New Zealand’s sheep farmers have voted against an industry wide wool levy after a month-long referendum.
Preliminary results in the wool levy vote released today by NZ Wool Levy Group chair Sandra Faulkner showed that more than half the farmers who voted were against the introduction of a levy.
“Final votes are yet to be counted, as some voting envelopes are still in transit and will be processed until Wednesday, however it seems unlikely the outcome will change now,” she said.
“As at Tuesday 14 October, wool growers voted 43.2 percent to 56.8 percent against the levy while the weighted vote from larger enterprises was against the levy 40.29 pc to 59.71 pc.”
In the ballot, NZ sheep farmers were asked to fund a new industry body by approving a levy of between two and five cents for each kilogram of greasy or slipe wool at the first point of sale. This equated to $4.6 million based on a three cent per kilogram levy for the 154,000 tonnes of wool produced in New Zealand each year. About 17,000 sheep farmers were eligible to vote.

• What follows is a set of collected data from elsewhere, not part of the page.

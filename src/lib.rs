#![doc = include_str!("../README.md")]
//!
//! ---
//!
//! # Code Reference
//!
//! Quick orientation for the crate's building blocks, leaves first.
//!
//! ## Component Map
//!
//! | Component | Type | Responsibility |
//! |-----------|------|----------------|
//! | [`ByteView`] | value | Immutable byte buffer, defensive copies |
//! | [`LruStore`] | store | Byte-bounded LRU with eviction callback |
//! | [`ConcurrentCache`] | store | Mutex-guarded, lazily initialized LRU |
//! | [`SingleFlight`] | coordination | At-most-one load per key |
//! | [`HashRing`] | routing | Key→node mapping with virtual replicas |
//! | [`BloomFilter`] | auxiliary | Approximate set membership |
//! | [`Group`] | coordination | The read-through path |
//! | [`Registry`] | naming | Process-wide named groups |
//! | `http::HttpPool` | transport | Peer server + picker (feature `http`) |
//!
//! ## A Node in One Picture
//!
//! ```text
//! ┌──────────────────────────────────────────────────────────────────┐
//! │                            Group "scores"                        │
//! │                                                                  │
//! │   get(key) ──▶ primary cache ──▶ remote/hot cache ──▶ load       │
//! │                 (ConcurrentCache)  (ConcurrentCache)    │        │
//! │                                                         ▼        │
//! │                                   ┌─────────── SingleFlight ───┐ │
//! │                                   │ peer fetch (HashRing pick) │ │
//! │                                   │      else local Getter     │ │
//! │                                   └────────────────────────────┘ │
//! └──────────────────────────────────────────────────────────────────┘
//! ```
//!
//! ## Choosing an Entry Point
//!
//! - Just caching in one process: [`new_group`] and [`Group::get`].
//! - A cache mesh: enable feature `http`, give each node an
//!   [`http::HttpPool`], call [`Group::register_picker`].
//! - Embedding several isolated nodes in one process: one [`Registry`] per
//!   node via [`Registry::new`].
//! - Building your own transport: implement [`NodePicker`] and
//!   [`NodeClient`].

/// Immutable byte views over cached values.
pub mod view;

/// Doubly linked recency list.
///
/// Internal infrastructure for the LRU store; exposes raw pointer
/// operations that require careful invariant maintenance, so it stays
/// crate-private.
pub(crate) mod list;

/// Byte-bounded Least Recently Used store.
///
/// The single-threaded storage engine: a hash map over an intrusive recency
/// list, charging `key length + value length` per entry against a byte
/// budget.
pub mod lru;

/// Cache metrics.
///
/// Hit/miss/eviction counters per store and atomic read-path counters per
/// group, all reported through one `CacheMetrics` trait.
pub mod metrics;

/// Mutex-guarded cache wrapper.
///
/// The thread-safe shell the group places around each of its two stores.
pub mod concurrent;

/// Per-key request coalescing.
///
/// Guarantees at most one running load per key; concurrent callers share
/// the leader's result.
pub mod singleflight;

/// Consistent hashing with virtual replicas.
///
/// Maps keys onto named nodes; the routing core of the peer mesh.
pub mod consistenthash;

/// Probabilistic set membership.
pub mod bloom;

/// Peer capability traits.
pub mod node;

/// Configuration structures.
pub mod config;

/// Error type shared across the crate.
pub mod error;

/// Group coordination: the read-through path.
pub mod group;

/// Named group registries.
pub mod registry;

/// HTTP transport binding.
///
/// One node's HTTP endpoint plus the matching peer client. Available with
/// the `http` feature.
#[cfg(feature = "http")]
pub mod http;

// Re-export the crate surface
pub use bloom::BloomFilter;
pub use concurrent::ConcurrentCache;
pub use config::GroupConfig;
pub use consistenthash::{HashFn, HashRing, DEFAULT_REPLICAS};
pub use error::CacheError;
pub use group::{Getter, Group};
pub use lru::{ByteLen, EvictCallback, LruStore};
pub use metrics::{CacheMetrics, GroupStats, GroupStatsSnapshot, StoreMetrics};
pub use node::{NodeClient, NodePicker};
pub use registry::{default_registry, get_group, new_group, Registry};
pub use singleflight::SingleFlight;
pub use view::ByteView;

#[cfg(feature = "http")]
pub use config::HttpPoolConfig;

A statement will be released on Wednesday midday with the official results of the voting, when released by Electionz.com.

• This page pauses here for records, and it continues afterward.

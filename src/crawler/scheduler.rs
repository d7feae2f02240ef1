//! Run scheduler: repeats crawl + export on a fixed interval
//!
//! Cycles are independent. Nothing carries over from one to the next, and no
//! failure inside a cycle stops the schedule.

use crate::clock::Clock;
use crate::crawler::coordinator::{Coordinator, Termination};
use crate::crawler::fetcher::PageFetcher;
use crate::export::{BatchExporter, ExportArtifact, ObjectStore};
use crate::ExportError;
use std::sync::Arc;
use std::time::Duration;

/// What happened to a cycle's batch
#[derive(Debug)]
pub enum ExportStatus {
    Uploaded(ExportArtifact),

    /// The batch was empty, so nothing was written or uploaded
    NothingToExport,

    Failed(ExportError),
}

/// Per-cycle progress report
#[derive(Debug)]
pub struct CycleSummary {
    pub cycle: u64,
    pub records: usize,
    pub pages_fetched: u32,
    pub items_skipped: usize,
    pub termination: Termination,
    pub export: ExportStatus,
}

/// Drives the crawl → export cycle forever (or a bounded number of times)
pub struct RunScheduler<F, S> {
    coordinator: Coordinator<F>,
    exporter: BatchExporter<S>,
    clock: Arc<dyn Clock>,
    interval: Duration,
}

impl<F: PageFetcher, S: ObjectStore> RunScheduler<F, S> {
    pub fn new(
        coordinator: Coordinator<F>,
        exporter: BatchExporter<S>,
        clock: Arc<dyn Clock>,
        interval: Duration,
    ) -> Self {
        Self {
            coordinator,
            exporter,
            clock,
            interval,
        }
    }

    /// Runs one crawl cycle followed by its export
    pub async fn run_cycle(&self, cycle: u64) -> CycleSummary {
        tracing::info!("Starting crawl cycle {}", cycle);

        let report = self.coordinator.run_cycle().await;
        let records = report.batch.len();

        let export = match self.exporter.export(&report.batch).await {
            Ok(artifact) => ExportStatus::Uploaded(artifact),
            Err(ExportError::EmptyBatch) => {
                tracing::info!("Cycle {} collected no records, skipping export", cycle);
                ExportStatus::NothingToExport
            }
            Err(e) => {
                tracing::error!("Export failed for cycle {}: {}", cycle, e);
                ExportStatus::Failed(e)
            }
        };

        tracing::info!(
            "Cycle {} finished ({}): {} records, {} pages, {} items skipped",
            cycle,
            report.termination,
            records,
            report.pages_fetched,
            report.items_skipped
        );

        CycleSummary {
            cycle,
            records,
            pages_fetched: report.pages_fetched,
            items_skipped: report.items_skipped,
            termination: report.termination,
            export,
        }
    }

    /// Runs cycles back to back, sleeping `interval` between them
    ///
    /// With `max_cycles = None` this never returns; the process is expected to
    /// be stopped externally. Returns the number of cycles completed.
    pub async fn run(&self, max_cycles: Option<u64>) -> u64 {
        let mut cycle = 0;

        loop {
            cycle += 1;
            self.run_cycle(cycle).await;

            if max_cycles.is_some_and(|max| cycle >= max) {
                return cycle;
            }

            tracing::info!("Next cycle in {}s", self.interval.as_secs());
            self.clock.sleep(self.interval).await;
        }
    }
}
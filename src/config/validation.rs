use crate::config::types::{Config, CrawlerConfig, ScheduleConfig, StorageConfig, UserAgentConfig};
use crate::ConfigError;
use std::path::Path;
use url::Url;

/// Validates the entire configuration
pub fn validate(config: &Config) -> Result<(), ConfigError> {
    validate_crawler_config(&config.crawler)?;
    validate_user_agent_config(&config.user_agent)?;
    validate_storage_config(&config.storage)?;
    validate_schedule_config(&config.schedule)?;
    Ok(())
}

/// Validates crawler configuration
fn validate_crawler_config(config: &CrawlerConfig) -> Result<(), ConfigError> {
    validate_http_url("base_url", &config.base_url)?;

    if config.page_param.is_empty() {
        return Err(ConfigError::Validation(
            "page_param cannot be empty".to_string(),
        ));
    }

    if config.filters.contains_key(&config.page_param) {
        return Err(ConfigError::Validation(format!(
            "filters cannot override the page parameter '{}'",
            config.page_param
        )));
    }

    if config.target_count < 1 {
        return Err(ConfigError::Validation(format!(
            "target_count must be >= 1, got {}",
            config.target_count
        )));
    }

    if config.page_delay_ms > 60_000 || config.detail_delay_ms > 60_000 {
        return Err(ConfigError::Validation(format!(
            "politeness delays must be <= 60000ms, got page={}ms detail={}ms",
            config.page_delay_ms, config.detail_delay_ms
        )));
    }

    if config.request_timeout_secs < 1 {
        return Err(ConfigError::Validation(format!(
            "request_timeout_secs must be >= 1, got {}",
            config.request_timeout_secs
        )));
    }

    if config.power_marker.trim().is_empty() {
        return Err(ConfigError::Validation(
            "power_marker cannot be empty".to_string(),
        ));
    }

    Ok(())
}

/// Validates the outbound identity header
fn validate_user_agent_config(config: &UserAgentConfig) -> Result<(), ConfigError> {
    if config.value.trim().is_empty() {
        return Err(ConfigError::Validation(
            "user-agent value cannot be empty".to_string(),
        ));
    }

    Ok(())
}

/// Validates storage configuration
fn validate_storage_config(config: &StorageConfig) -> Result<(), ConfigError> {
    validate_http_url("endpoint", &config.endpoint)?;

    if config.bucket.is_empty() {
        return Err(ConfigError::Validation("bucket cannot be empty".to_string()));
    }

    validate_key_prefix(&config.key_prefix)?;

    if config.api_key_env.is_empty() {
        return Err(ConfigError::Validation(
            "api_key_env cannot be empty".to_string(),
        ));
    }

    if config.content_type.is_empty() {
        return Err(ConfigError::Validation(
            "content_type cannot be empty".to_string(),
        ));
    }

    validate_local_dir(&config.local_dir)?;

    Ok(())
}

/// The local directory receives every batch before upload
fn validate_local_dir(dir: &Path) -> Result<(), ConfigError> {
    let metadata = std::fs::metadata(dir).map_err(|e| {
        ConfigError::Validation(format!("local_dir '{}' is not usable: {}", dir.display(), e))
    })?;

    if !metadata.is_dir() {
        return Err(ConfigError::Validation(format!(
            "local_dir '{}' is not a directory",
            dir.display()
        )));
    }

    if metadata.permissions().readonly() {
        return Err(ConfigError::Validation(format!(
            "local_dir '{}' is read-only",
            dir.display()
        )));
    }

    Ok(())
}

/// Validates schedule configuration
fn validate_schedule_config(config: &ScheduleConfig) -> Result<(), ConfigError> {
    if config.interval_secs < 1 {
        return Err(ConfigError::Validation(format!(
            "interval_secs must be >= 1, got {}",
            config.interval_secs
        )));
    }

    Ok(())
}

/// Checks that a configured URL parses and uses an HTTP(S) scheme
fn validate_http_url(field: &str, value: &str) -> Result<(), ConfigError> {
    let url = Url::parse(value)
        .map_err(|e| ConfigError::InvalidUrl(format!("Invalid {} '{}': {}", field, value, e)))?;

    if url.scheme() != "http" && url.scheme() != "https" {
        return Err(ConfigError::InvalidUrl(format!(
            "{} '{}' must use http or https",
            field, value
        )));
    }

    Ok(())
}

/// Key prefixes end up in object paths, so only a conservative character set is allowed
fn validate_key_prefix(prefix: &str) -> Result<(), ConfigError> {
    if prefix.is_empty() {
        return Err(ConfigError::Validation(
            "key_prefix cannot be empty".to_string(),
        ));
    }

    if !prefix
        .chars()
        .all(|c| c.is_ascii_alphanumeric() || c == '_' || c == '-')
    {
        return Err(ConfigError::Validation(format!(
            "key_prefix must contain only ASCII alphanumerics, '_' or '-', got '{}'",
            prefix
        )));
    }

    Ok(())
}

Just under half NZ’s eligible sheep farmers voted
Voting in the referendum for a new Wool Commodity Levy Order closed on October 10 after a month. Voting packs were sent to 12,201 sheep farmers.
“Our challenge was to ensure that wool growers understood the proposal to introduce a levy under the Commodities Levy Act and get a strong voter turnout,” Ms Faulkner said.

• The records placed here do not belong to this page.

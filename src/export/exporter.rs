//! CSV serialization and upload of finalized batches

use crate::clock::Clock;
use crate::config::StorageConfig;
use crate::export::store::ObjectStore;
use crate::record::{EnrichedRecord, RecordBatch};
use crate::ExportError;
use std::path::PathBuf;
use std::sync::Arc;

/// A batch that reached object storage
#[derive(Debug, Clone, PartialEq, Eq)]
pub struct ExportArtifact {
    /// Remote key, `<prefix><unix timestamp>.csv`
    pub key: String,

    /// Data rows written, excluding the header
    pub rows: usize,

    /// Size of the uploaded file
    pub bytes: usize,

    /// Set when the local copy could not be written and the batch went up from memory
    pub local_copy_error: Option<String>,
}

/// Serializes batches to CSV and hands them to an [`ObjectStore`]
pub struct BatchExporter<S> {
    store: S,
    clock: Arc<dyn Clock>,
    config: StorageConfig,
}

impl<S: ObjectStore> BatchExporter<S> {
    pub fn new(config: StorageConfig, store: S, clock: Arc<dyn Clock>) -> Self {
        Self {
            store,
            clock,
            config,
        }
    }

    pub fn store(&self) -> &S {
        &self.store
    }

    /// Remote key for a batch exported now
    pub fn next_key(&self) -> String {
        format!("{}{}.csv", self.config.key_prefix, self.clock.now().timestamp())
    }

    /// Exports a finalized batch
    ///
    /// The CSV is written to the local directory first and removed only after
    /// the store confirms the upload. A failed upload leaves it in place so the
    /// data can be recovered by hand. If the local write itself fails, the
    /// batch is still uploaded from memory.
    ///
    /// # Returns
    ///
    /// * `Ok(ExportArtifact)` - The batch is stored remotely
    /// * `Err(ExportError::EmptyBatch)` - Nothing was written or uploaded
    /// * `Err(ExportError::Upload)` - The store refused the file; the local copy is kept
    /// * `Err(ExportError::Unsaved)` - Neither the local write nor the upload succeeded
    pub async fn export(&self, batch: &RecordBatch) -> Result<ExportArtifact, ExportError> {
        if batch.is_empty() {
            return Err(ExportError::EmptyBatch);
        }

        let key = self.next_key();
        let bytes = serialize_records(batch.records())?;
        let local_path = self.config.local_dir.join(&key);

        let local_copy = match tokio::fs::write(&local_path, &bytes).await {
            Ok(()) => {
                tracing::debug!(
                    "Wrote {} records to {}",
                    batch.len(),
                    local_path.display()
                );
                Ok(local_path)
            }
            Err(e) => {
                tracing::warn!(
                    "Could not write local copy {}, uploading from memory: {}",
                    local_path.display(),
                    e
                );
                Err(e.to_string())
            }
        };

        let size = bytes.len();
        if let Err(e) = self
            .store
            .upload(&key, bytes, &self.config.content_type)
            .await
        {
            return Err(match local_copy {
                Ok(path) => ExportError::Upload {
                    key,
                    path,
                    cause: e.to_string(),
                },
                Err(write) => ExportError::Unsaved {
                    key,
                    write,
                    cause: e.to_string(),
                },
            });
        }

        tracing::info!("Uploaded {} records as {}", batch.len(), key);
        let local_copy_error = match local_copy {
            Ok(path) => {
                self.discard_local(path).await;
                None
            }
            Err(write) => Some(write),
        };

        Ok(ExportArtifact {
            key,
            rows: batch.len(),
            bytes: size,
            local_copy_error,
        })
    }

    async fn discard_local(&self, path: PathBuf) {
        if let Err(e) = tokio::fs::remove_file(&path).await {
            tracing::warn!(
                "Uploaded but could not remove local file {}: {}",
                path.display(),
                e
            );
        }
    }
}

/// Serializes records as CSV, header row first, columns in field declaration order
pub fn serialize_records(records: &[EnrichedRecord]) -> Result<Vec<u8>, ExportError> {
    let mut writer = csv::Writer::from_writer(Vec::new());
    for record in records {
        writer.serialize(record)?;
    }
    writer
        .into_inner()
        .map_err(|e| ExportError::Io(e.into_error()))
}
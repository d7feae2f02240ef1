//! Crawler module for the listing → detail pipeline
//!
//! This module contains the core crawling logic, including:
//! - HTTP fetching of listing and detail documents
//! - The per-cycle crawl orchestration
//! - The run scheduler repeating crawl and export

mod coordinator;
mod fetcher;
mod scheduler;

pub use coordinator::{Coordinator, CrawlReport, Termination};
pub use fetcher::{build_http_client, fetch_url, Document, HttpFetcher, PageFetcher};
pub use scheduler::{CycleSummary, ExportStatus, RunScheduler};
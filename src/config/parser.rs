use crate::config::types::Config;
use crate::config::validation::validate;
use crate::ConfigError;
use sha2::{Digest, Sha256};
use std::path::Path;

/// Loads and parses a configuration file from the given path
///
/// # Arguments
///
/// * `path` - Path to the TOML configuration file
///
/// # Returns
///
/// * `Ok(Config)` - Successfully loaded and validated configuration
/// * `Err(ConfigError)` - Failed to load, parse, or validate the configuration
pub fn load_config(path: &Path) -> Result<Config, ConfigError> {
    let content = std::fs::read_to_string(path)?;

    let config: Config = toml::from_str(&content)?;

    validate(&config)?;

    Ok(config)
}

/// Computes a SHA-256 hash of the configuration file content
///
/// Logged at startup so every uploaded batch can be traced back to the
/// configuration that produced it.
pub fn compute_config_hash(path: &Path) -> Result<String, ConfigError> {
    let content = std::fs::read_to_string(path)?;
    let mut hasher = Sha256::new();
    hasher.update(content.as_bytes());
    let result = hasher.finalize();
    Ok(hex::encode(result))
}

/// Loads a configuration and returns both the config and its hash
pub fn load_config_with_hash(path: &Path) -> Result<(Config, String), ConfigError> {
    let config = load_config(path)?;
    let hash = compute_config_hash(path)?;
    Ok((config, hash))
}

“We are delighted with voter turnout of around 47 pc – most commodity levy act votes struggle to get over 35 pc.
“Wool growers have certainly seen the importance of getting involved in this event – I can only reiterate my sincere thanks to all those who took the time to read the proposal, ask questions and vote.
Wool growers elect to operate in commercial environment
“Growers have elected to operate in a purely commercial environment and there will be some disappointment that this continues to see our $700 million wool industry without an independent, internationally recognised, non-commercial voice,” Ms Faulkner said.
“However, the significant involvement in the conversation around this proposal and ultimately, in the future of our wool industry, from growers through to end use retailers, researchers and educators, across all wool types, has certainly been encouraging.”
The results indicate there is a greater appetite for levy funded activities among smaller sheep farmers than larger enterprises.